Doin' good for 17! Keep at it, you'll be good to go in no time if you have the mind/time/abilities to. I need to get back out to my tractor & get it
back together. Runnin' out of sun, here.

Good Luck!
Mike
 

Thanks! Always have been interested in the looks of the M/H, an older gentlemen from church had one when i was like 10, been wanting one ever since, finally found one at an auction last year a few hours away, got it for a few hundred bucks, knew it wasnt seized, but i guess we got this. All apart of the story! Cant wait to get er going, crazy how its almost 75 years old!
 
#1 Intake, #2 Exhaust are stuck open. You may be able to free them up without pulling the head. What I have done in the past is to spray as much as I can get to with a penetrating oil, several times over the course of a couple of days, then pry up on the spring near the retainer lightly. IF it comes all the way up, spray some more lube on it, push it back down with a hammer handle or piece of wood/ Keep doing that until it moves freely. OR just pull thehead and take it to a machine shop and have it gone through.
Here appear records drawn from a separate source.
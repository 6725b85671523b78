use crate::bodies::RigidBody;
use crate::core::{BodyHandle, BodyStorage, Storage};
use crate::forces::ForceGenerator;
use crate::math::Vector2;

/// Hooke spring between a body and a fixed world point.
///
/// Pulls the body back toward `rest_length` from `anchor`.
pub fn spring(body: &RigidBody, anchor: Vector2, rest_length: f32, k: f32) -> Vector2 {
    let d = body.get_position() - anchor;
    let displacement = d.length() - rest_length;
    d.normalize() * (-k * displacement)
}

/// What the far end of a [`SpringForce`] is attached to
#[derive(Debug, Clone, Copy, PartialEq)]
pub enum SpringAnchor {
    /// A fixed world point
    Point(Vector2),

    /// Another body's origin; it receives the opposite force
    Body(BodyHandle),
}

/// A damperless spring attached to one body
#[derive(Debug, Clone)]
pub struct SpringForce {
    anchor: SpringAnchor,
    rest_length: f32,
    stiffness: f32,
    /// The attached body, followed by the anchor body if there is one
    affected_bodies: Vec<BodyHandle>,
}

impl SpringForce {
    pub fn new(body: BodyHandle, anchor: SpringAnchor, rest_length: f32, stiffness: f32) -> Self {
        let mut affected_bodies = vec![body];
        if let SpringAnchor::Body(other) = anchor {
            affected_bodies.push(other);
        }
        Self {
            anchor,
            rest_length: rest_length.max(0.0),
            stiffness: stiffness.max(0.0),
            affected_bodies,
        }
    }

    pub fn get_rest_length(&self) -> f32 {
        self.rest_length
    }

    pub fn get_stiffness(&self) -> f32 {
        self.stiffness
    }
}

impl ForceGenerator for SpringForce {
    fn generator_type(&self) -> &'static str {
        "Spring"
    }

    fn apply_forces(&self, bodies: &mut BodyStorage<RigidBody>, _dt: f32) {
        let Some(&body) = self.affected_bodies.first() else {
            return;
        };
        match self.anchor {
            SpringAnchor::Point(anchor) => {
                if let Some(body) = bodies.get_mut(body) {
                    let force = spring(body, anchor, self.rest_length, self.stiffness);
                    body.add_force(force);
                }
            }
            SpringAnchor::Body(other) => {
                if let Ok((a, b)) = bodies.get2_mut(body, other) {
                    let force = spring(a, b.get_position(), self.rest_length, self.stiffness);
                    a.add_force(force);
                    b.add_force(-force);
                }
            }
        }
    }

    fn get_affected_bodies(&self) -> &[BodyHandle] {
        &self.affected_bodies
    }

    fn remove_body(&mut self, body: BodyHandle) {
        // either end going away disables the spring
        if self.affected_bodies.contains(&body) {
            self.affected_bodies.clear();
        }
    }
}

#[cfg(test)]
mod tests {
    use super::*;
    use crate::shapes::Shape;
    use approx::assert_relative_eq;

    #[test]
    fn stretched_spring_pulls_back() {
        let body = RigidBody::new(&Shape::circle(1.0), Vector2::new(3.0, 0.0), 1.0);
        let force = spring(&body, Vector2::zero(), 1.0, 10.0);
        assert_relative_eq!(force.x, -20.0);
    }

    #[test]
    fn compressed_spring_pushes_out() {
        let body = RigidBody::new(&Shape::circle(1.0), Vector2::new(0.0, 0.5), 1.0);
        let force = spring(&body, Vector2::zero(), 1.0, 10.0);
        assert_relative_eq!(force.y, 5.0);
    }

    #[test]
    fn body_to_body_spring_is_symmetric() {
        let mut bodies = BodyStorage::new();
        let a = bodies.add(RigidBody::new(&Shape::circle(1.0), Vector2::zero(), 1.0));
        let b = bodies.add(RigidBody::new(&Shape::circle(1.0), Vector2::new(4.0, 0.0), 1.0));
        let mut generator = SpringForce::new(a, SpringAnchor::Body(b), 2.0, 1.0);
        generator.apply_forces(&mut bodies, 1.0 / 60.0);
        assert_relative_eq!(bodies.get(a).unwrap().get_accumulated_force().x, 2.0);
        assert_relative_eq!(bodies.get(b).unwrap().get_accumulated_force().x, -2.0);

        generator.remove_body(b);
        assert!(generator.get_affected_bodies().is_empty());
    }
}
Last one I had done was a couple of hundred bucks, but had a couple of seats and some valves put in.
 
You found the primary issue. To get it to work may only require a small hammer, and some penetrating spray (not WD40). Spray up under the spring near the top of the
valve to get some juice up to the top. Move the pushrod (long thing on the other side with a cup head) out of the block (keep them in the same hole, so be tidy). Gently
tap on the valve butt end (top most thing) if it just goes deeper, Use several screw drivers in the spring to pry up on the retainer, slip the blades between the spring
coils near the top. Don't force things. Spray more juice in there. Tapping and prying will get them back up. Use a small pry bar to move the valve up and down to
assure it is loose. Once it is loose, put the pushrod back in the hole (carefully to seat it in the lifter down in there). Remove the adjuster screw from the rocker,
and put it back together. When they are all working, you will need to set the valve clearance (set the clearance to .020 cold), Watch a Youtube to do the setting. When
running and warmed up, the setting is .017" Jim
 

Ok, im a welder at a local welding/machine shop, ill see what the machinists have to say about it on Monday at coffee! Thanks for your guys help! Much appreciated! If it wasnt for forums I dont where id be, thanks again!
 

Ok, im sure theres a video somewhere of getting them unstuck to, if i think its something i can try on our concrete pad outside i will, if not ill take it to the pros, again thanks so much for your help guys!
 
Very similar yes, but dont expect yours to come loose that easy, although they might, you never know. I would also like to suggest, since you are young, get a manual. It may be very helpful to you. I wouldn't get an IT manual though. I understand they have some misinformation in them.
 

Ill look into that, thanks! But ya, ill just take it slow and hope for the best! If i need help ill come back here, a lot of helpful people!
 
Exhaust valve can be easy simply by pouring ATF down the exhaust and letting it sit a few days. Intake are harder since it is hard to get ATF to them and keep it on them but one can fill the cylinders and maybe have some luck
 
(quoted from post at 19:53:40 08/17/19) From its looks there is a high probability it will come unstuck. Jim

Yep, if the push rods are bent they may be stuck pretty tight.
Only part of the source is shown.